> **Material for this task**:
· · · · · · ·

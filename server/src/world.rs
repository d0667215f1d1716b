//! World-level orchestration of client networks
//!
//! The [`ClientWorld`] owns every network and is the single consumer of the
//! lifecycle channel. All graph mutation — placing clients, growing networks,
//! fusing networks — happens on the task running [`ClientWorld::run`], so the
//! channel itself is the only synchronization the graphs need: no locks on
//! regions or networks, and a merge can touch several networks atomically
//! from every other task's point of view.

use crate::client_network::ClientNetwork;
use crate::events::{MessageBatch, NetworkEvent};
use log::{debug, info, warn};
use shared::{cell_of, Client, ClientMessageEvent};
use std::time::Duration;
use tokio::sync::mpsc;

/// Cloneable submission handle for the world's event channel.
///
/// The world itself keeps only the receiving end, so its dispatch loop ends
/// once every handle has been dropped.
#[derive(Clone)]
pub struct WorldHandle {
    event_tx: mpsc::UnboundedSender<NetworkEvent>,
}

impl WorldHandle {
    pub fn submit_connect(&self, client: Client) {
        self.submit(NetworkEvent::Connect(client));
    }

    pub fn submit_disconnect(&self, client_id: impl Into<String>) {
        self.submit(NetworkEvent::Disconnect {
            client_id: client_id.into(),
        });
    }

    pub fn submit_message(&self, event: ClientMessageEvent) {
        self.submit(NetworkEvent::Message(event));
    }

    fn submit(&self, event: NetworkEvent) {
        if self.event_tx.send(event).is_err() {
            warn!("world dispatch loop is gone, dropping event");
        }
    }
}

/// The registry of all client networks and the lifecycle dispatcher.
pub struct ClientWorld {
    networks: Vec<ClientNetwork>,
    event_rx: mpsc::UnboundedReceiver<NetworkEvent>,
    batch_tx: mpsc::UnboundedSender<MessageBatch>,
    batch_window: Duration,
}

impl ClientWorld {
    /// Creates an empty world. Returns the world, a submission handle, and
    /// the channel on which every network's completed message batches arrive
    /// (delivery is the consumer's business).
    pub fn new(
        batch_window: Duration,
    ) -> (
        Self,
        WorldHandle,
        mpsc::UnboundedReceiver<MessageBatch>,
    ) {
        let (event_tx, event_rx) = mpsc::unbounded_channel();
        let (batch_tx, batch_rx) = mpsc::unbounded_channel();

        let world = ClientWorld {
            networks: Vec::new(),
            event_rx,
            batch_tx,
            batch_window,
        };
        (world, WorldHandle { event_tx }, batch_rx)
    }

    pub fn networks(&self) -> &[ClientNetwork] {
        &self.networks
    }

    /// Places a connecting client.
    ///
    /// Every network passing the bounding-box pre-filter gets to try
    /// `add_client`. One acceptor: done. None: the client's cell is disjoint
    /// from every footprint and seeds a brand-new single-region network.
    /// Two or more: each acceptor now holds a duplicate region at the
    /// client's cell, and they are fused there.
    pub fn handle_client_connect(&mut self, client: Client) {
        let (lat, long) = cell_of(client.lat, client.long);

        let mut connected = Vec::new();
        for (i, network) in self.networks.iter_mut().enumerate() {
            if network.possibly_contains(&client) && network.add_client(client.clone()) {
                connected.push(i);
            }
        }

        match connected.len() {
            0 => {
                debug!(
                    "client {} seeds a new network at cell ({}, {})",
                    client.id, lat, long
                );
                let mut network = ClientNetwork::new(lat, long);
                network.add_client(client);
                self.networks.push(network);
            }
            1 => {}
            _ => self.merge_networks(&connected, lat, long),
        }
    }

    /// Fuses the networks at the given indices; the first one survives.
    ///
    /// Every other network is pulled out of the registry and absorbed into
    /// the survivor at the fusion cell `(lat, long)`, in the order given.
    /// Indices must be distinct and in range; they come straight from a
    /// connect that just succeeded on each of these networks.
    pub fn merge_networks(&mut self, indices: &[usize], lat: f64, long: f64) {
        let mut survivor = indices[0];
        let mut doomed: Vec<usize> = indices[1..].to_vec();
        doomed.sort_unstable_by(|a, b| b.cmp(a));

        // Remove highest index first so the remaining positions stay valid,
        // tracking where the survivor shifts to
        let mut donors = Vec::with_capacity(doomed.len());
        for i in doomed {
            donors.push(self.networks.remove(i));
            if i < survivor {
                survivor -= 1;
            }
        }
        donors.reverse();

        let count = donors.len() + 1;
        for donor in donors {
            self.networks[survivor].absorb(donor, lat, long);
        }
        info!("fused {} networks at cell ({}, {})", count, lat, long);
    }

    /// Removes a disconnecting client from whichever network holds it.
    /// Unknown ids are a no-op.
    pub fn handle_client_disconnect(&mut self, client_id: &str) {
        for network in &mut self.networks {
            if network.remove_client(client_id) {
                info!("client {} disconnected", client_id);
                return;
            }
        }
        debug!("disconnect for unknown client {}", client_id);
    }

    /// Hands a message to the network currently holding its sender.
    fn forward_message(&self, event: ClientMessageEvent) {
        match self
            .networks
            .iter()
            .find(|network| network.contains_client(&event.client_id))
        {
            Some(network) => network.submit_message(event),
            None => warn!(
                "dropping message {} from unknown client {}",
                event.message_id, event.client_id
            ),
        }
    }

    /// Runs the dispatch loop: one event at a time, in arrival order, until
    /// every [`WorldHandle`] is dropped. Returns the world for inspection.
    pub async fn run(mut self) -> Self {
        info!("world dispatch loop started");
        while let Some(event) = self.event_rx.recv().await {
            match event {
                NetworkEvent::Connect(client) => {
                    info!(
                        "client {} connecting at ({:.3}, {:.3})",
                        client.id, client.lat, client.long
                    );
                    self.handle_client_connect(client);
                }
                NetworkEvent::Disconnect { client_id } => {
                    self.handle_client_disconnect(&client_id);
                }
                NetworkEvent::Message(event) => self.forward_message(event),
            }
            self.spawn_pending_batchers();
        }
        info!("world dispatch loop finished");
        self
    }

    /// Starts the message batcher of any network that doesn't have one yet.
    /// Batchers are spawned here, inside the async loop, so the synchronous
    /// handlers above stay runtime-free.
    fn spawn_pending_batchers(&mut self) {
        for network in &mut self.networks {
            if !network.batcher_running() {
                network.spawn_message_batcher(self.batch_window, self.batch_tx.clone());
            }
        }
    }
}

· · · · · · ·

> **To do**: Your reply should be every line of the material, transcribed exactly.

> **Response to this task**:
filename server/src/world.rs
repository d0667215f1d1716b
//! World-level orchestration of client networks
//!
//! The [`ClientWorld`] owns every network and is the single consumer of the
//! lifecycle channel. All graph mutation — placing clients, growing networks,
//! fusing networks — happens on the task running [`ClientWorld::run`], so the
//! channel itself is the only synchronization the graphs need: no locks on
//! regions or networks, and a merge can touch several networks atomically
//! from every other task's point of view.

use crate::client_network::ClientNetwork;
use crate::events::{MessageBatch, NetworkEvent};
use log::{debug, info, warn};
use shared::{cell_of, Client, ClientMessageEvent};
use std::time::Duration;
use tokio::sync::mpsc;

/// Cloneable submission handle for the world's event channel.
///
/// The world itself keeps only the receiving end, so its dispatch loop ends
/// once every handle has been dropped.
#[derive(Clone)]
pub struct WorldHandle {
    event_tx: mpsc::UnboundedSender<NetworkEvent>,
}

impl WorldHandle {
    pub fn submit_connect(&self, client: Client) {
        self.submit(NetworkEvent::Connect(client));
    }

    pub fn submit_disconnect(&self, client_id: impl Into<String>) {
        self.submit(NetworkEvent::Disconnect {
            client_id: client_id.into(),
        });
    }

    pub fn submit_message(&self, event: ClientMessageEvent) {
        self.submit(NetworkEvent::Message(event));
    }

    fn submit(&self, event: NetworkEvent) {
        if self.event_tx.send(event).is_err() {
            warn!("world dispatch loop is gone, dropping event");
        }
    }
}

/// The registry of all client networks and the lifecycle dispatcher.
pub struct ClientWorld {
    networks: Vec<ClientNetwork>,
    event_rx: mpsc::UnboundedReceiver<NetworkEvent>,
    batch_tx: mpsc::UnboundedSender<MessageBatch>,
    batch_window: Duration,
}

impl ClientWorld {
    /// Creates an empty world. Returns the world, a submission handle, and
    /// the channel on which every network's completed message batches arrive
    /// (delivery is the consumer's business).
    pub fn new(
        batch_window: Duration,
    ) -> (
        Self,
        WorldHandle,
        mpsc::UnboundedReceiver<MessageBatch>,
    ) {
        let (event_tx, event_rx) = mpsc::unbounded_channel();
        let (batch_tx, batch_rx) = mpsc::unbounded_channel();

        let world = ClientWorld {
            networks: Vec::new(),
            event_rx,
            batch_tx,
            batch_window,
        };
        (world, WorldHandle { event_tx }, batch_rx)
    }

    pub fn networks(&self) -> &[ClientNetwork] {
        &self.networks
    }

    /// Places a connecting client.
    ///
    /// Every network passing the bounding-box pre-filter gets to try
    /// `add_client`. One acceptor: done. None: the client's cell is disjoint
    /// from every footprint and seeds a brand-new single-region network.
    /// Two or more: each acceptor now holds a duplicate region at the
    /// client's cell, and they are fused there.
    pub fn handle_client_connect(&mut self, client: Client) {
        let (lat, long) = cell_of(client.lat, client.long);

        let mut connected = Vec::new();
        for (i, network) in self.networks.iter_mut().enumerate() {
            if network.possibly_contains(&client) && network.add_client(client.clone()) {
                connected.push(i);
            }
        }

        match connected.len() {
            0 => {
                debug!(
                    "client {} seeds a new network at cell ({}, {})",
                    client.id, lat, long
                );
                let mut network = ClientNetwork::new(lat, long);
                network.add_client(client);
                self.networks.push(network);
            }
            1 => {}
            _ => self.merge_networks(&connected, lat, long),
        }
    }

    /// Fuses the networks at the given indices; the first one survives.
    ///
    /// Every other network is pulled out of the registry and absorbed into
    /// the survivor at the fusion cell `(lat, long)`, in the order given.
    /// Indices must be distinct and in range; they come straight from a
    /// connect that just succeeded on each of these networks.
    pub fn merge_networks(&mut self, indices: &[usize], lat: f64, long: f64) {
        let mut survivor = indices[0];
        let mut doomed: Vec<usize> = indices[1..].to_vec();
        doomed.sort_unstable_by(|a, b| b.cmp(a));

        // Remove highest index first so the remaining positions stay valid,
        // tracking where the survivor shifts to
        let mut donors = Vec::with_capacity(doomed.len());
        for i in doomed {
            donors.push(self.networks.remove(i));
            if i < survivor {
                survivor -= 1;
            }
        }
        donors.reverse();

        let count = donors.len() + 1;
        for donor in donors {
            self.networks[survivor].absorb(donor, lat, long);
        }
        info!("fused {} networks at cell ({}, {})", count, lat, long);
    }

    /// Removes a disconnecting client from whichever network holds it.
    /// Unknown ids are a no-op.
    pub fn handle_client_disconnect(&mut self, client_id: &str) {
        for network in &mut self.networks {
            if network.remove_client(client_id) {
                info!("client {} disconnected", client_id);
                return;
            }
        }
        debug!("disconnect for unknown client {}", client_id);
    }

    /// Hands a message to the network currently holding its sender.
    fn forward_message(&self, event: ClientMessageEvent) {
        match self
            .networks
            .iter()
            .find(|network| network.contains_client(&event.client_id))
        {
            Some(network) => network.submit_message(event),
            None => warn!(
                "dropping message {} from unknown client {}",
                event.message_id, event.client_id
            ),
        }
    }

    /// Runs the dispatch loop: one event at a time, in arrival order, until
    /// every [`WorldHandle`] is dropped. Returns the world for inspection.
    pub async fn run(mut self) -> Self {
        info!("world dispatch loop started");
        while let Some(event) = self.event_rx.recv().await {
            match event {
                NetworkEvent::Connect(client) => {
                    info!(
                        "client {} connecting at ({:.3}, {:.3})",
                        client.id, client.lat, client.long
                    );
                    self.handle_client_connect(client);
                }
                NetworkEvent::Disconnect { client_id } => {
                    self.handle_client_disconnect(&client_id);
                }
                NetworkEvent::Message(event) => self.forward_message(event),
            }
            self.spawn_pending_batchers();
        }
        info!("world dispatch loop finished");
        self
    }

    /// Starts the message batcher of any network that doesn't have one yet.
    /// Batchers are spawned here, inside the async loop, so the synchronous
    /// handlers above stay runtime-free.
    fn spawn_pending_batchers(&mut self) {
        for network in &mut self.networks {
            if !network.batcher_running() {
                network.spawn_message_batcher(self.batch_window, self.batch_tx.clone());
            }
        }
    }
}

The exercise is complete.